The performance of Tata Steel’s India operations disappointed as well. Volume rose 9.25%, helped by increased production in Jamshedpur’s expanded capacity. But realizations fell by more than 6% and Ebitda margin declined 220 basis points (bps) sequentially. One basis point is one-hundredth of a percentage point.
On Tuesday, Steel Authority of India Ltd reported a 42 bps improvement in Ebitda margin, despite reporting an over 10% fall in price realization as it managed to offset input cost pressures with savings on fuel costs and employee expenses. Tata Steel India, of course, has been struggling on the costs front because of a higher proportion of purchased coking coal. Interestingly, raw material costs as a percentage of sales were almost flat last quarter, while the drop in margins was due to higher fuel, freight and employee costs.

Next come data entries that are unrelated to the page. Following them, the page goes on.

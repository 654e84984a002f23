use serde::{Deserialize, Serialize};

/// The house brand; reward products are drawn from it first.
pub const HOUSE_BRAND: &str = "Mokkalab";

/// Catalog product (e.g. a coffee or tea).
#[derive(Debug, Clone, Serialize, Deserialize)]
pub struct Product {
    pub id: String,
    pub name: String,
    pub brand: String,
    pub active: bool,
    pub created_at: i64,
}

/// Sellable variant of a product (grind/size), carrying price and stock.
#[derive(Debug, Clone, Serialize, Deserialize)]
pub struct ProductVariant {
    pub id: String,
    pub product_id: String,
    pub name: String,
    pub price_cents: i64,
    pub stock: i64,
    pub created_at: i64,
}

/// Data required to create a product (seeding and tests).
#[derive(Debug, Clone, Deserialize)]
pub struct CreateProduct {
    pub name: String,
    pub brand: String,
    pub active: bool,
}

/// Data required to create a variant (seeding and tests).
#[derive(Debug, Clone, Deserialize)]
pub struct CreateProductVariant {
    pub name: String,
    pub price_cents: i64,
    pub stock: i64,
}
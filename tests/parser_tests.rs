use dfml::{parse, ElementKind, Node, ParseError, ValueKind};

#[test]
fn test_single_node() {
    let elements = parse("test").unwrap();

    assert_eq!(elements.len(), 1);
    assert_eq!(elements[0].kind(), ElementKind::Node);
    assert_eq!(elements[0].as_node().unwrap().name(), "test");
}

#[test]
fn test_child_nodes() {
    let elements = parse("red   {     green     blue   {  yellow  }  }  ").unwrap();

    assert_eq!(elements.len(), 1);
    let red = elements[0].as_node().unwrap();
    assert_eq!(red.name(), "red");
    assert_eq!(red.children().len(), 2);

    let green = red.children()[0].as_node().unwrap();
    let blue = red.children()[1].as_node().unwrap();
    assert_eq!(green.name(), "green");
    assert_eq!(blue.name(), "blue");
    assert_eq!(green.children().len(), 0);
    assert_eq!(blue.children().len(), 1);
    assert_eq!(blue.children()[0].as_node().unwrap().name(), "yellow");
}

#[test]
fn test_data_sequence() {
    let elements = parse("'hello' \"HELLO\" 23 5.67 true").unwrap();

    assert_eq!(elements.len(), 5);
    for element in &elements {
        assert_eq!(element.kind(), ElementKind::Data);
    }

    let values: Vec<_> = elements
        .iter()
        .map(|e| e.as_data().unwrap().value())
        .collect();

    assert_eq!(values[0].kind(), ValueKind::String);
    assert_eq!(values[0].text(), "hello");
    assert_eq!(values[1].kind(), ValueKind::String);
    assert_eq!(values[1].text(), "HELLO");
    assert_eq!(values[2].kind(), ValueKind::Integer);
    assert_eq!(values[2].text(), "23");
    assert_eq!(values[3].kind(), ValueKind::Double);
    assert_eq!(values[3].text(), "5.67");
    assert_eq!(values[4].kind(), ValueKind::Boolean);
    assert_eq!(values[4].text(), "true");
}

#[test]
fn test_number_kind_inference() {
    let value = |input: &str| {
        let elements = parse(input).unwrap();
        elements[0].as_data().unwrap().value().clone()
    };

    let v = value("40");
    assert_eq!(v.kind(), ValueKind::Integer);
    assert_eq!(v.text(), "40");

    let v = value("1.5");
    assert_eq!(v.kind(), ValueKind::Double);
    assert_eq!(v.text(), "1.5");

    let v = value("-3");
    assert_eq!(v.kind(), ValueKind::Integer);
    assert_eq!(v.text(), "-3");
}

#[test]
fn test_boolean_takes_priority_over_node_name() {
    let elements = parse("true").unwrap();

    assert_eq!(elements.len(), 1);
    assert_eq!(elements[0].kind(), ElementKind::Data);
    let value = elements[0].as_data().unwrap().value();
    assert_eq!(value.kind(), ValueKind::Boolean);
    assert_eq!(value.as_boolean(), Some(true));

    let elements = parse("false").unwrap();
    assert_eq!(elements[0].as_data().unwrap().value().text(), "false");
}

#[test]
fn test_empty_attribute_list() {
    let elements = parse("mynode()").unwrap();

    let node = elements[0].as_node().unwrap();
    assert_eq!(node.name(), "mynode");
    assert_eq!(node.attr_count(), 0);
}

#[test]
fn test_single_attribute() {
    let elements = parse("mynode(test: 'hello')").unwrap();

    let node = elements[0].as_node().unwrap();
    assert_eq!(node.attr_count(), 1);
    assert!(node.has_attr("test"));
    assert_eq!(node.attr("test").unwrap().text(), "hello");
}

#[test]
fn test_combined_attributes() {
    let elements = parse("mynode(test: 'hello', number: 40, boolean: false)").unwrap();

    let node = elements[0].as_node().unwrap();
    assert_eq!(node.name(), "mynode");
    assert_eq!(node.attr_count(), 3);

    let keys: Vec<_> = node.attr_keys().collect();
    assert_eq!(keys, vec!["test", "number", "boolean"]);

    assert_eq!(node.attr("test").unwrap().kind(), ValueKind::String);
    assert_eq!(node.attr("test").unwrap().text(), "hello");
    assert_eq!(node.attr("number").unwrap().kind(), ValueKind::Integer);
    assert_eq!(node.attr("number").unwrap().text(), "40");
    assert_eq!(node.attr("boolean").unwrap().kind(), ValueKind::Boolean);
    assert_eq!(node.attr("boolean").unwrap().text(), "false");
}

#[test]
fn test_bare_attribute_key_is_empty_string() {
    let elements = parse("node-name(attr-name) { child_name(child_attr) }").unwrap();

    let node = elements[0].as_node().unwrap();
    assert_eq!(node.name(), "node-name");
    assert!(node.has_attr("attr-name"));
    assert_eq!(node.attr("attr-name").unwrap().text(), "");

    let child = node.children()[0].as_node().unwrap();
    assert_eq!(child.name(), "child_name");
    assert!(child.has_attr("child_attr"));
}

#[test]
fn test_comment_forms_are_equivalent() {
    for input in ["#hi\n", "//hi\n", "/*hi*/"] {
        let elements = parse(input).unwrap();
        assert_eq!(elements.len(), 1, "input {:?}", input);
        assert_eq!(elements[0].kind(), ElementKind::Comment);
        assert_eq!(elements[0].as_comment().unwrap().text(), "hi");
    }
}

#[test]
fn test_comment_sequence() {
    let elements = parse("/*Hello\nWorld*/\n#Single comment\n//Another single").unwrap();

    assert_eq!(elements.len(), 3);
    assert_eq!(elements[0].as_comment().unwrap().text(), "Hello\nWorld");
    assert_eq!(elements[1].as_comment().unwrap().text(), "Single comment");
    assert_eq!(elements[2].as_comment().unwrap().text(), "Another single");
}

#[test]
fn test_block_comment_terminated_by_end_of_input() {
    let elements = parse("/*open ended").unwrap();
    assert_eq!(elements[0].as_comment().unwrap().text(), "open ended");
}

#[test]
fn test_double_attributes() {
    let input = "doubleset(double1: 30.3, double2: 3.14, double3: 0.0023)\notherset(float2: 2.0)";
    let elements = parse(input).unwrap();

    assert_eq!(elements.len(), 2);
    let doubleset = elements[0].as_node().unwrap();
    assert_eq!(doubleset.attr("double1").unwrap().kind(), ValueKind::Double);
    assert_eq!(doubleset.attr("double1").unwrap().text(), "30.3");
    assert_eq!(doubleset.attr("double2").unwrap().text(), "3.14");
    assert_eq!(doubleset.attr("double3").unwrap().text(), "0.0023");

    // Canonical text is the runtime's rendering, not a source echo.
    let otherset = elements[1].as_node().unwrap();
    assert_eq!(otherset.attr("float2").unwrap().kind(), ValueKind::Double);
    assert_eq!(otherset.attr("float2").unwrap().text(), "2");
}

#[test]
fn test_node_list() {
    let input = "supernode {\nnode1(action: 'hello') {\n\tchild() {}\n}\n\nnode2(action: 'bye') {\n\tchild() {}\n}\n\n}";
    let elements = parse(input).unwrap();

    assert_eq!(elements.len(), 1);
    let supernode = elements[0].as_node().unwrap();
    assert_eq!(supernode.children().len(), 2);

    let node1 = supernode.children()[0].as_node().unwrap();
    let node2 = supernode.children()[1].as_node().unwrap();
    assert_eq!(node1.attr("action").unwrap().text(), "hello");
    assert_eq!(node2.attr("action").unwrap().text(), "bye");
}

#[test]
fn test_empty_input_is_empty_forest() {
    assert!(parse("").unwrap().is_empty());
    assert!(parse("  \n\t \r\n").unwrap().is_empty());
}

#[test]
fn test_unmatched_closing_brace_ends_the_scope_silently() {
    let elements = parse("a } b").unwrap();

    let names: Vec<_> = elements
        .iter()
        .filter_map(|e| e.as_node().map(Node::name))
        .collect();
    assert_eq!(names, vec!["a"]);
}

#[test]
fn test_invalid_child_character() {
    let err = parse("@").unwrap_err();
    assert_eq!(
        err,
        ParseError::InvalidChildCharacter { ch: '@', line: 1 }
    );
}

#[test]
fn test_error_reports_the_detection_line() {
    let err = parse("node {\n  (\n}").unwrap_err();
    assert_eq!(err.line(), 2);
    assert!(matches!(err, ParseError::InvalidChildCharacter { .. }));
}

#[test]
fn test_duplicate_attribute_list() {
    let err = parse("mynode(a: 1)(b: 2)").unwrap_err();
    assert!(matches!(err, ParseError::DuplicateAttributeList { line: 1 }));
}

#[test]
fn test_boolean_conversion_error() {
    let err = parse("mynode(flag: yes)").unwrap_err();
    assert_eq!(
        err,
        ParseError::BooleanConversion {
            word: "yes".to_string(),
            line: 1,
        }
    );
}

#[test]
fn test_number_conversion_error() {
    let err = parse("mynode(n: 1.2.3)").unwrap_err();
    assert!(matches!(err, ParseError::NumberConversion { .. }));

    let err = parse("-").unwrap_err();
    assert_eq!(
        err,
        ParseError::NumberConversion {
            literal: "-".to_string(),
            line: 1,
        }
    );
}

#[test]
fn test_unterminated_comment() {
    let err = parse("/").unwrap_err();
    assert!(matches!(err, ParseError::UnterminatedComment { line: 1 }));

    // A '/' followed by anything other than '/' or '*' is also malformed.
    let err = parse("/-oops").unwrap_err();
    assert!(matches!(err, ParseError::UnterminatedComment { .. }));
}

#[test]
fn test_string_delimiters_do_not_nest() {
    let elements = parse("\"it's fine\" 'say \"hi\"'").unwrap();

    assert_eq!(elements.len(), 2);
    assert_eq!(elements[0].as_data().unwrap().value().text(), "it's fine");
    assert_eq!(elements[1].as_data().unwrap().value().text(), "say \"hi\"");
}

#[test]
fn test_single_line_comment_newline_still_separates_elements() {
    let elements = parse("first #note\nsecond").unwrap();

    assert_eq!(elements.len(), 3);
    assert_eq!(elements[0].as_node().unwrap().name(), "first");
    assert_eq!(elements[1].as_comment().unwrap().text(), "note");
    assert_eq!(elements[2].as_node().unwrap().name(), "second");
}
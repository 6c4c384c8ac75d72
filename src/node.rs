//! Named nodes with ordered attributes and ordered children.
//!
//! This module provides [`Node`], the only branching member of a DFML tree.
//! A node carries a name, an ordered key-unique attribute map, and an ordered
//! sequence of child [`Element`]s.
//!
//! ## Why IndexMap?
//!
//! Attributes use [`IndexMap`] instead of `HashMap` so that iteration order
//! equals first-insertion order, which is what the builder emits. Re-setting
//! an existing key updates its value in place without moving its position.
//!
//! ## Examples
//!
//! ```rust
//! use dfml::{Node, Value};
//!
//! let mut node = Node::new("person");
//! node.set_attr_string("name", "John");
//! node.set_attr_integer("ages", 40);
//!
//! assert!(node.has_attr("name"));
//! assert_eq!(node.attr("ages"), Some(&Value::Integer(40)));
//! let keys: Vec<_> = node.attr_keys().collect();
//! assert_eq!(keys, vec!["name", "ages"]);
//! ```

use crate::{Element, Value};
use indexmap::IndexMap;

/// A named element with ordered attributes and ordered child elements.
///
/// The node owns its children; there are no back-references, so a tree is an
/// ordinary acyclic ownership structure. Children and attributes are mutated
/// only through the node's own methods.
///
/// # Examples
///
/// ```rust
/// use dfml::{Element, Node};
///
/// let mut red = Node::new("red");
/// red.add_child(Node::new("green"));
/// red.add_child(Node::new("blue"));
///
/// assert_eq!(red.name(), "red");
/// assert_eq!(red.children().len(), 2);
/// ```
#[derive(Clone, Debug, PartialEq, Default)]
pub struct Node {
    name: String,
    attributes: IndexMap<String, Value>,
    children: Vec<Element>,
}

impl Node {
    /// Creates a node with the given name and no attributes or children.
    #[must_use]
    pub fn new(name: impl Into<String>) -> Self {
        Node {
            name: name.into(),
            attributes: IndexMap::new(),
            children: Vec::new(),
        }
    }

    /// Returns the node's name.
    #[must_use]
    pub fn name(&self) -> &str {
        &self.name
    }

    /// Renames the node.
    pub fn set_name(&mut self, name: impl Into<String>) {
        self.name = name.into();
    }

    /// Sets an attribute, overwriting any existing value for the key.
    ///
    /// A key set for the first time is appended to the iteration order;
    /// re-setting an existing key keeps its original position.
    pub fn set_attribute(&mut self, key: impl Into<String>, value: Value) {
        self.attributes.insert(key.into(), value);
    }

    /// Sets a string attribute.
    pub fn set_attr_string(&mut self, key: impl Into<String>, value: impl Into<String>) {
        self.set_attribute(key, Value::String(value.into()));
    }

    /// Sets an integer attribute.
    pub fn set_attr_integer(&mut self, key: impl Into<String>, value: i64) {
        self.set_attribute(key, Value::Integer(value));
    }

    /// Sets a double attribute.
    pub fn set_attr_double(&mut self, key: impl Into<String>, value: f64) {
        self.set_attribute(key, Value::Double(value));
    }

    /// Sets a boolean attribute.
    pub fn set_attr_boolean(&mut self, key: impl Into<String>, value: bool) {
        self.set_attribute(key, Value::Boolean(value));
    }

    /// Returns the value of an attribute, or `None` if the key is absent.
    #[must_use]
    pub fn attr(&self, key: &str) -> Option<&Value> {
        self.attributes.get(key)
    }

    /// Returns `true` if the node carries an attribute with the given key.
    #[must_use]
    pub fn has_attr(&self, key: &str) -> bool {
        self.attributes.contains_key(key)
    }

    /// Returns the attribute keys in first-insertion order.
    pub fn attr_keys(&self) -> impl Iterator<Item = &str> {
        self.attributes.keys().map(String::as_str)
    }

    /// Returns the attribute pairs in first-insertion order.
    pub fn attributes(&self) -> impl Iterator<Item = (&str, &Value)> {
        self.attributes.iter().map(|(k, v)| (k.as_str(), v))
    }

    /// Returns the number of attributes.
    #[must_use]
    pub fn attr_count(&self) -> usize {
        self.attributes.len()
    }

    /// Appends a child element.
    pub fn add_child(&mut self, child: impl Into<Element>) {
        self.children.push(child.into());
    }

    /// Returns the child elements in document order.
    #[must_use]
    pub fn children(&self) -> &[Element] {
        &self.children
    }

    /// Returns `true` if the node has no children.
    #[must_use]
    pub fn is_leaf(&self) -> bool {
        self.children.is_empty()
    }
}
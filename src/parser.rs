//! DFML parsing.
//!
//! This module provides the recursive-descent [`Parser`] that turns DFML
//! source text into a forest of [`Element`]s. The grammar, informally:
//!
//! ```text
//! document   := element*
//! element    := node | data | comment
//! node       := ident attrlist? ( '{' element* '}' )?
//! attrlist   := '(' ( attr (',' attr)* )? ')'
//! attr       := ident (':' value)?
//! value      := string | number | boolean
//! comment    := '//' lineRest | '#' lineRest | '/*' blockBody '*/'
//! data       := string | number
//! ```
//!
//! Disambiguation rules:
//!
//! - A bare identifier that reads `true` or `false` is a boolean data
//!   element, never a node name.
//! - A leading digit, `-`, or `.` starts a number; any other identifier
//!   character starts a node. `-` and `_` remain valid inside identifiers,
//!   so `node-name` is a node.
//! - Strings have no escape syntax: the opening delimiter (`"` or `'`)
//!   terminates the string on its next occurrence, so a string cannot
//!   contain its own delimiter.
//!
//! All failures abort the parse with a [`ParseError`] carrying the 1-based
//! source line.
//!
//! ## Usage
//!
//! Most users should use [`crate::parse`]:
//!
//! ```rust
//! let elements = dfml::parse("red { green blue { yellow } }").unwrap();
//! assert_eq!(elements.len(), 1);
//! let red = elements[0].as_node().unwrap();
//! assert_eq!(red.children().len(), 2);
//! ```

use crate::scanner::CharCursor;
use crate::{Comment, Data, Element, Node, ParseError, Result, Value};

/// Identifier start: alphabetic or `_`.
fn is_ident_start(ch: char) -> bool {
    ch.is_alphabetic() || ch == '_'
}

/// Identifier continuation: alphanumeric, `-`, or `_`.
fn is_ident_char(ch: char) -> bool {
    ch.is_alphanumeric() || ch == '-' || ch == '_'
}

/// Characters that may appear in a numeric run.
fn is_number_char(ch: char) -> bool {
    ch.is_ascii_digit() || ch == '.' || ch == '-'
}

/// Characters collected when scanning a bare word in value position.
fn is_word_char(ch: char) -> bool {
    ch.is_alphabetic() || ch == '_'
}

/// Per-attribute scanning state.
///
/// One attribute is scanned with a single dispatch per character: collect
/// the key, skip to the `:` separator, then dispatch on the value's first
/// character.
enum AttrState {
    ParsingName,
    FindSep,
    FindValue,
}

/// The DFML parser.
///
/// Owns one cursor bound to one input document; parsing consumes the
/// parser. Independent parsers can run in parallel on different documents.
///
/// # Examples
///
/// ```rust
/// use dfml::Parser;
///
/// let elements = Parser::new("mynode(test: 'hello')").parse().unwrap();
/// let node = elements[0].as_node().unwrap();
/// assert_eq!(node.attr("test").unwrap().text(), "hello");
/// ```
pub struct Parser {
    cursor: CharCursor,
}

impl Parser {
    /// Creates a parser over the given source text.
    #[must_use]
    pub fn new(input: &str) -> Self {
        Parser {
            cursor: CharCursor::new(input),
        }
    }

    /// Parses the document into an ordered list of top-level elements.
    ///
    /// DFML has no implicit single root, so the result is a forest.
    ///
    /// # Errors
    ///
    /// Returns a [`ParseError`] on the first grammar violation; no partial
    /// result is produced.
    pub fn parse(mut self) -> Result<Vec<Element>> {
        self.parse_children()
    }

    /// Parses elements until end of input or an unmatched `}`.
    ///
    /// A `}` ends the current scope; at top level this silently ends the
    /// parse, mirroring the nested-block termination rule.
    fn parse_children(&mut self) -> Result<Vec<Element>> {
        let mut children = Vec::new();

        while let Some(ch) = self.cursor.next() {
            match ch {
                ' ' | '\t' | '\n' | '\r' => {}
                '/' | '#' => {
                    self.cursor.back();
                    children.push(Element::Comment(self.parse_comment()?));
                }
                '"' | '\'' => {
                    let value = self.parse_string();
                    children.push(Element::Data(Data::create_with_value(value)));
                }
                '}' => return Ok(children),
                _ if is_ident_start(ch) => {
                    self.cursor.back();
                    children.push(self.parse_node()?);
                }
                _ if is_number_char(ch) => {
                    self.cursor.back();
                    let value = self.parse_number()?;
                    children.push(Element::Data(Data::create_with_value(value)));
                }
                _ => {
                    return Err(ParseError::InvalidChildCharacter {
                        ch,
                        line: self.cursor.line(),
                    })
                }
            }
        }

        Ok(children)
    }

    /// Parses a node: identifier, optional attribute list, optional `{}` block.
    ///
    /// Returns a data element instead when the identifier reads `true` or
    /// `false`.
    fn parse_node(&mut self) -> Result<Element> {
        let name = self.parse_ident();

        if name == "true" {
            return Ok(Element::Data(Data::create_boolean(true)));
        }
        if name == "false" {
            return Ok(Element::Data(Data::create_boolean(false)));
        }
        if name.is_empty() {
            return Err(ParseError::EmptyNodeName {
                line: self.cursor.line(),
            });
        }

        let mut node = Node::new(name);
        if self.cursor.at_end() {
            return Ok(Element::Node(node));
        }

        let mut attr_parsed = false;

        while let Some(ch) = self.cursor.next() {
            match ch {
                ' ' | '\t' | '\n' | '\r' => {}
                '(' => {
                    if attr_parsed {
                        return Err(ParseError::DuplicateAttributeList {
                            line: self.cursor.line(),
                        });
                    }
                    self.parse_attributes(&mut node)?;
                    attr_parsed = true;
                }
                '{' => {
                    for child in self.parse_children()? {
                        node.add_child(child);
                    }
                    break;
                }
                // A '}' belongs to the enclosing block: the node has no
                // children and the caller must observe the brace.
                '}' => {
                    self.cursor.back();
                    break;
                }
                _ => {
                    self.cursor.back();
                    break;
                }
            }
        }

        Ok(Element::Node(node))
    }

    /// Scans an identifier, leaving the terminating character unconsumed.
    fn parse_ident(&mut self) -> String {
        let mut name = String::new();
        while let Some(ch) = self.cursor.next() {
            if is_ident_char(ch) {
                name.push(ch);
            } else {
                self.cursor.back();
                break;
            }
        }
        name
    }

    /// Parses a `( ... )` attribute list onto `node`.
    ///
    /// The opening `(` has already been consumed by the caller.
    fn parse_attributes(&mut self, node: &mut Node) -> Result<()> {
        while let Some(ch) = self.cursor.next() {
            match ch {
                ' ' | '\t' | '\n' | '\r' | ',' => {}
                ')' => return Ok(()),
                _ if is_ident_start(ch) => {
                    self.cursor.back();
                    self.parse_attribute(node)?;
                }
                _ => {}
            }
        }
        Ok(())
    }

    /// Parses one `key: value` pair (or a bare `key`) onto `node`.
    ///
    /// A bare key commits an empty-string value. A terminating `)` is
    /// pushed back so the attribute-list loop observes the end of the list.
    fn parse_attribute(&mut self, node: &mut Node) -> Result<()> {
        let mut state = AttrState::ParsingName;
        let mut key = String::new();

        while let Some(ch) = self.cursor.next() {
            match state {
                AttrState::ParsingName => match ch {
                    ' ' | '\t' | '\n' | '\r' | ':' => {
                        self.cursor.back();
                        state = AttrState::FindSep;
                    }
                    ',' | ')' => {
                        node.set_attr_string(key, "");
                        self.cursor.back();
                        return Ok(());
                    }
                    _ if is_ident_char(ch) => key.push(ch),
                    _ => {}
                },
                AttrState::FindSep => match ch {
                    ' ' | '\t' | '\n' | '\r' => {}
                    ':' => state = AttrState::FindValue,
                    ',' => {
                        node.set_attr_string(key, "");
                        return Ok(());
                    }
                    ')' => {
                        node.set_attr_string(key, "");
                        self.cursor.back();
                        return Ok(());
                    }
                    _ => {}
                },
                AttrState::FindValue => match ch {
                    ' ' | '\t' | '\n' | '\r' => {}
                    '"' | '\'' => {
                        let value = self.parse_string();
                        node.set_attribute(key.clone(), value);
                    }
                    ',' => return Ok(()),
                    ')' => {
                        self.cursor.back();
                        return Ok(());
                    }
                    _ if is_number_char(ch) => {
                        self.cursor.back();
                        let value = self.parse_number()?;
                        node.set_attribute(key.clone(), value);
                    }
                    _ if is_word_char(ch) => {
                        self.cursor.back();
                        let value = self.parse_boolean()?;
                        node.set_attribute(key.clone(), value);
                    }
                    _ => {}
                },
            }
        }

        Ok(())
    }

    /// Scans a string delimited by the character just consumed.
    ///
    /// Characters are copied verbatim until the delimiter recurs; there is
    /// no escape syntax. End of input terminates the string silently.
    fn parse_string(&mut self) -> Value {
        let delim = self.cursor.current();
        let mut result = String::new();
        while let Some(ch) = self.cursor.next() {
            if ch == delim {
                break;
            }
            result.push(ch);
        }
        Value::String(result)
    }

    /// Scans a maximal numeric run and converts it.
    ///
    /// Any `.` in the run selects a double, otherwise an integer. The
    /// canonical text reported for the value is the runtime's own rendering
    /// of the converted number, not an echo of the source digits.
    fn parse_number(&mut self) -> Result<Value> {
        let mut literal = String::new();
        let mut double = false;

        while let Some(ch) = self.cursor.next() {
            if !is_number_char(ch) {
                self.cursor.back();
                break;
            }
            if ch == '.' {
                double = true;
            }
            literal.push(ch);
        }

        let parsed = if double {
            literal.parse::<f64>().map(Value::Double).ok()
        } else {
            literal.parse::<i64>().map(Value::Integer).ok()
        };

        parsed.ok_or_else(|| ParseError::NumberConversion {
            literal,
            line: self.cursor.line(),
        })
    }

    /// Scans a bare word in value position; only `true`/`false` are valid.
    fn parse_boolean(&mut self) -> Result<Value> {
        let mut word = String::new();
        while let Some(ch) = self.cursor.next() {
            if !is_word_char(ch) {
                self.cursor.back();
                break;
            }
            word.push(ch);
        }

        match word.as_str() {
            "true" => Ok(Value::Boolean(true)),
            "false" => Ok(Value::Boolean(false)),
            _ => Err(ParseError::BooleanConversion {
                word,
                line: self.cursor.line(),
            }),
        }
    }

    /// Parses a `#`, `//`, or `/* */` comment.
    ///
    /// The terminating newline of a single-line comment is pushed back so
    /// it still separates elements upstream. A block comment also ends at
    /// end of input.
    fn parse_comment(&mut self) -> Result<Comment> {
        let single_line = match self.cursor.next() {
            Some('/') => match self.cursor.next() {
                Some('/') => true,
                Some('*') => false,
                _ => {
                    return Err(ParseError::UnterminatedComment {
                        line: self.cursor.line(),
                    })
                }
            },
            // The caller dispatched on '/' or '#'.
            _ => true,
        };

        let mut text = String::new();
        while let Some(ch) = self.cursor.next() {
            match ch {
                '\r' => {
                    if !single_line {
                        text.push(ch);
                    }
                }
                '\n' => {
                    if single_line {
                        self.cursor.back();
                        break;
                    }
                    text.push(ch);
                }
                '*' if !single_line => match self.cursor.next() {
                    Some('/') | None => break,
                    Some(other) => text.push(other),
                },
                _ => text.push(ch),
            }
        }

        Ok(Comment::create_with_content(text))
    }
}
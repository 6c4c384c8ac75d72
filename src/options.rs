//! Configuration options for DFML building.
//!
//! [`BuildOptions`] controls how the [`Builder`](crate::Builder) lays out
//! its output: formatted (one element per line, indented by nesting depth)
//! or compact (everything on one line, separated by single spaces), and
//! whether indentation uses tabs or a configurable number of spaces.
//!
//! ## Examples
//!
//! ```rust
//! use dfml::{to_string_with_options, BuildOptions, Node};
//!
//! let mut node = Node::new("root");
//! node.add_child(Node::new("child"));
//!
//! let compact = BuildOptions::compact();
//! assert_eq!(to_string_with_options(&node.into(), compact), "root { child }");
//! ```

/// Formatting options for the builder.
///
/// Defaults match the original DFML tooling: formatted output, tab
/// indentation, four spaces per level when space-indenting.
///
/// # Examples
///
/// ```rust
/// use dfml::BuildOptions;
///
/// let options = BuildOptions::new()
///     .with_spaces_for_indent(true)
///     .with_space_count(3);
/// assert!(options.format);
/// assert_eq!(options.space_count, 3);
/// ```
#[derive(Clone, Debug, PartialEq, Eq)]
pub struct BuildOptions {
    /// Emit newlines and indentation. When `false`, children are separated
    /// by single spaces and no indentation is emitted at all.
    pub format: bool,
    /// Indent with spaces instead of tabs.
    pub use_spaces: bool,
    /// Spaces per indent level when space-indenting.
    pub space_count: usize,
}

impl Default for BuildOptions {
    fn default() -> Self {
        BuildOptions {
            format: true,
            use_spaces: false,
            space_count: 4,
        }
    }
}

impl BuildOptions {
    /// Creates the default options (formatted, tab indentation).
    #[must_use]
    pub fn new() -> Self {
        Self::default()
    }

    /// Creates compact options: no newlines, no indentation.
    #[must_use]
    pub fn compact() -> Self {
        BuildOptions {
            format: false,
            ..Default::default()
        }
    }

    /// Enables or disables formatted output.
    #[must_use]
    pub fn with_format(mut self, format: bool) -> Self {
        self.format = format;
        self
    }

    /// Selects spaces (`true`) or tabs (`false`) for indentation.
    #[must_use]
    pub fn with_spaces_for_indent(mut self, use_spaces: bool) -> Self {
        self.use_spaces = use_spaces;
        self
    }

    /// Sets the number of spaces per indent level.
    ///
    /// Only takes effect when space indentation is selected.
    #[must_use]
    pub fn with_space_count(mut self, space_count: usize) -> Self {
        self.space_count = space_count;
        self
    }
}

All told, the December quarter earnings were disappointing. According to Chatterjee, there are a few positives which will help the company post growth in the March quarter. First, there won’t be the seasonal weakness typically seen in the December quarter, which will also result in a more stable pricing environment. He also said customers have begun re-stocking, thanks to steel inventory reaching extremely low levels, and it will help volume growth. Besides, one of the company’s blast furnaces, which had been shut for an upgrade, is now operational. Having said that, the fact remains that capacity utilization remains weak in the global steel industry and, while the March quarter will look better than the December quarter, it can’t be seen as a meaningful recovery. It’s little wonder steel stocks continue to languish.